** Task **
In the entries below, find the line with "Must be built" and the line with "let status = resp.status().as_u16();". Reproduce those two lines and every line between them exactly, and nothing more.

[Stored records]
***

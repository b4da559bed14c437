//! Load test harness: bounded concurrent dispatch through the public
//! prediction entry point, nearest-rank latency aggregation.

use rand::Rng;
use serde::{Deserialize, Serialize};
use serde_json::Value;
use std::collections::BTreeMap;
use std::time::{Duration, Instant};
use thiserror::Error;
use tracing::{debug, info, instrument};

use crate::bounded::{bounded_parallel_map, PoolError};
use crate::inference::FEATURE_COUNT;
use crate::metrics_ext::EXTENDED_METRICS;
use crate::settings::PipelineConfig;
use crate::storage::{ObjectLocation, ObjectStore, StorageError};

#[derive(Debug, Clone)]
pub struct LoadTestConfig {
    pub url: String,
    pub request_count: usize,
    pub concurrency: usize,
    pub latency_threshold: Duration,
    pub request_timeout: Duration,
    pub feature_range: (f64, f64),
}

impl LoadTestConfig {
    pub fn new(url: impl Into<String>) -> Self {
        Self { url: url.into(), request_count: 300, concurrency: 300, latency_threshold: Duration::from_secs(1), request_timeout: Duration::from_secs(30), feature_range: (0.1, 5.0) }
    }

    pub fn from_pipeline(cfg: &PipelineConfig) -> Self {
        Self {
            request_count: cfg.load_test_requests,
            concurrency: cfg.load_test_concurrency,
            latency_threshold: cfg.latency_threshold(),
            request_timeout: cfg.request_timeout(),
            ..Self::new(cfg.api_gateway_url.clone())
        }
    }
}

#[derive(Debug, Clone, PartialEq)]
pub struct SendOutcome { pub status: u16, pub predicted_class: Option<Value> }

#[derive(Debug, Clone, Error, PartialEq, Eq)]
pub enum TransportError {
    #[error("request timed out")]
    Timeout,
    #[error("transport: {0}")]
    Other(String),
}

/// Blocking request sender, one call per load-test request.
pub trait RequestSender: Send + Sync {
    fn send(&self, url: &str, payload: &Value) -> Result<SendOutcome, TransportError>;
}

pub struct HttpSender { client: reqwest::blocking::Client }

impl HttpSender {
    /// Must be built outside of an async executor thread (e.g. inside `spawn_blocking`).
    pub fn new(timeout: Duration) -> Result<Self, TransportError> {
        let client = reqwest::blocking::Client::builder().timeout(timeout).build().map_err(|e| TransportError::Other(e.to_string()))?;
        Ok(Self { client })
    }
}

impl RequestSender for HttpSender {
    fn send(&self, url: &str, payload: &Value) -> Result<SendOutcome, TransportError> {
        let resp = self.client.post(url).json(payload).send().map_err(|e| {
            if e.is_timeout() { TransportError::Timeout } else { TransportError::Other(e.to_string()) }
        })?;
        let status = resp.status().as_u16();
        let body: Option<Value> = resp.json().ok();
        let predicted_class = body.and_then(|b| b.get("predicted_class").cloned()).filter(|v| !v.is_null());
        Ok(SendOutcome { status, predicted_class })
    }
}

#[derive(Debug, Error)]
pub enum LoadTestError {
    #[error("invalid load test config: {0}")]
    InvalidConfig(String),
    #[error(transparent)]
    Pool(#[from] PoolError),
}

#[derive(Debug, Clone, PartialEq, Serialize, Deserialize)]
pub struct LoadTestSummary {
    pub test_id: String,
    pub timestamp: String,
    pub total_requests: usize,
    pub completed: usize,
    pub failed: usize,
    pub avg_latency_s: Option<f64>,
    pub max_latency_s: Option<f64>,
    pub p90_latency_s: Option<f64>,
    pub p95_latency_s: Option<f64>,
    pub p99_latency_s: Option<f64>,
    pub over_threshold: usize,
    pub latency_threshold_s: f64,
    pub duration_s: f64,
    pub concurrency: usize,
    pub status_counts: BTreeMap<u16, usize>,
}

#[derive(Debug)]
enum RequestRecord {
    Completed { status: u16, latency: f64 },
    Failed { status: Option<u16> },
}

/// Nearest-rank percentile of an ascending slice: `ceil(pct/100 * n) - 1`, clamped.
pub fn nearest_rank(sorted: &[f64], pct: u32) -> Option<f64> {
    let n = sorted.len();
    if n == 0 { return None; }
    let rank = (pct as usize * n).div_ceil(100);
    Some(sorted[rank.saturating_sub(1).min(n - 1)])
}

fn round_to(v: f64, places: i32) -> f64 {
    let f = 10f64.powi(places);
    (v * f).round() / f
}

fn synthetic_features(range: (f64, f64)) -> Vec<f64> {
    let mut rng = rand::thread_rng();
    (0..FEATURE_COUNT).map(|_| round_to(rng.gen_range(range.0..=range.1), 2)).collect()
}

fn send_one(index: usize, cfg: &LoadTestConfig, sender: &dyn RequestSender) -> RequestRecord {
    let payload = serde_json::json!({ "features": synthetic_features(cfg.feature_range) });
    let started = Instant::now();
    let outcome = sender.send(&cfg.url, &payload);
    let latency = started.elapsed().as_secs_f64();
    match outcome {
        Ok(o) if (200..300).contains(&o.status) => {
            EXTENDED_METRICS.loadtest.requests_total.with_label_values(&["ok"]).inc();
            EXTENDED_METRICS.loadtest.latency_seconds.observe(latency);
            debug!(request = index, status = o.status, latency, predicted_class = ?o.predicted_class, "request completed");
            RequestRecord::Completed { status: o.status, latency }
        }
        Ok(o) => {
            EXTENDED_METRICS.loadtest.requests_total.with_label_values(&["failed"]).inc();
            debug!(request = index, status = o.status, "request rejected");
            RequestRecord::Failed { status: Some(o.status) }
        }
        Err(e) => {
            EXTENDED_METRICS.loadtest.requests_total.with_label_values(&["failed"]).inc();
            debug!(request = index, error = %e, "request failed");
            RequestRecord::Failed { status: None }
        }
    }
}

fn summarize(records: &[RequestRecord], cfg: &LoadTestConfig, duration: Duration) -> LoadTestSummary {
    let mut latencies = Vec::with_capacity(records.len());
    let mut status_counts = BTreeMap::new();
    let mut failed = 0;
    for r in records {
        match r {
            RequestRecord::Completed { status, latency } => { latencies.push(*latency); *status_counts.entry(*status).or_insert(0) += 1; }
            RequestRecord::Failed { status } => {
                failed += 1;
                if let Some(s) = status { *status_counts.entry(*s).or_insert(0) += 1; }
            }
        }
    }
    latencies.sort_by(f64::total_cmp);
    let threshold = cfg.latency_threshold.as_secs_f64();
    let avg = (!latencies.is_empty()).then(|| latencies.iter().sum::<f64>() / latencies.len() as f64);
    let r3 = |v: Option<f64>| v.map(|x| round_to(x, 3));
    LoadTestSummary {
        test_id: uuid::Uuid::new_v4().to_string(),
        timestamp: chrono::Utc::now().to_rfc3339_opts(chrono::SecondsFormat::Secs, true),
        total_requests: records.len(),
        completed: latencies.len(),
        failed,
        avg_latency_s: r3(avg),
        max_latency_s: r3(latencies.last().copied()),
        p90_latency_s: r3(nearest_rank(&latencies, 90)),
        p95_latency_s: r3(nearest_rank(&latencies, 95)),
        p99_latency_s: r3(nearest_rank(&latencies, 99)),
        over_threshold: latencies.iter().filter(|l| **l > threshold).count(),
        latency_threshold_s: threshold,
        duration_s: round_to(duration.as_secs_f64(), 2),
        concurrency: cfg.concurrency,
        status_counts,
    }
}

/// Dispatch `cfg.request_count` requests with at most `cfg.concurrency` in flight.
/// Blocks the calling thread until every request finished.
#[instrument(skip(cfg, sender), fields(url = %cfg.url, requests = cfg.request_count, concurrency = cfg.concurrency))]
pub fn run_load_test(cfg: &LoadTestConfig, sender: &dyn RequestSender) -> Result<LoadTestSummary, LoadTestError> {
    if cfg.url.is_empty() { return Err(LoadTestError::InvalidConfig("url is empty".into())); }
    let (lo, hi) = cfg.feature_range;
    if !(lo.is_finite() && hi.is_finite() && lo <= hi) {
        return Err(LoadTestError::InvalidConfig(format!("feature range ({lo}, {hi}) is not a finite ascending interval")));
    }
    info!("starting load test");
    let started = Instant::now();
    let records: Vec<RequestRecord> = bounded_parallel_map((0..cfg.request_count).collect(), cfg.concurrency, |i| send_one(i, cfg, sender))?
        .into_iter()
        .map(|r| r.unwrap_or(RequestRecord::Failed { status: None }))
        .collect();
    let summary = summarize(&records, cfg, started.elapsed());
    info!(
        completed = summary.completed,
        failed = summary.failed,
        avg = ?summary.avg_latency_s,
        p90 = ?summary.p90_latency_s,
        p95 = ?summary.p95_latency_s,
        p99 = ?summary.p99_latency_s,
        over_threshold = summary.over_threshold,
        duration_s = summary.duration_s,
        "load test finished"
    );
    Ok(summary)
}

/// Store the summary at `test/load_test_report_{YYYYmmddTHHMMSSZ}.json`.
pub async fn persist_report(store: &dyn ObjectStore, bucket: &str, summary: &LoadTestSummary) -> Result<ObjectLocation, StorageError> {
    let key = format!("test/load_test_report_{}.json", chrono::Utc::now().format("%Y%m%dT%H%M%SZ"));
    let location = ObjectLocation::new(bucket, key);
    let body = serde_json::to_vec_pretty(summary).map_err(|e| StorageError::Backend(e.to_string()))?;
    store.put_object(&location, body, "application/json").await?;
    Ok(location)
}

***

** Exercise solution **
    /// Must be built outside of an async executor thread (e.g. inside `spawn_blocking`).
    pub fn new(timeout: Duration) -> Result<Self, TransportError> {
        let client = reqwest::blocking::Client::builder().timeout(timeout).build().map_err(|e| TransportError::Other(e.to_string()))?;
        Ok(Self { client })
    }
}

impl RequestSender for HttpSender {
    fn send(&self, url: &str, payload: &Value) -> Result<SendOutcome, TransportError> {
        let resp = self.client.post(url).json(payload).send().map_err(|e| {
            if e.is_timeout() { TransportError::Timeout } else { TransportError::Other(e.to_string()) }
        })?;
        let status = resp.status().as_u16();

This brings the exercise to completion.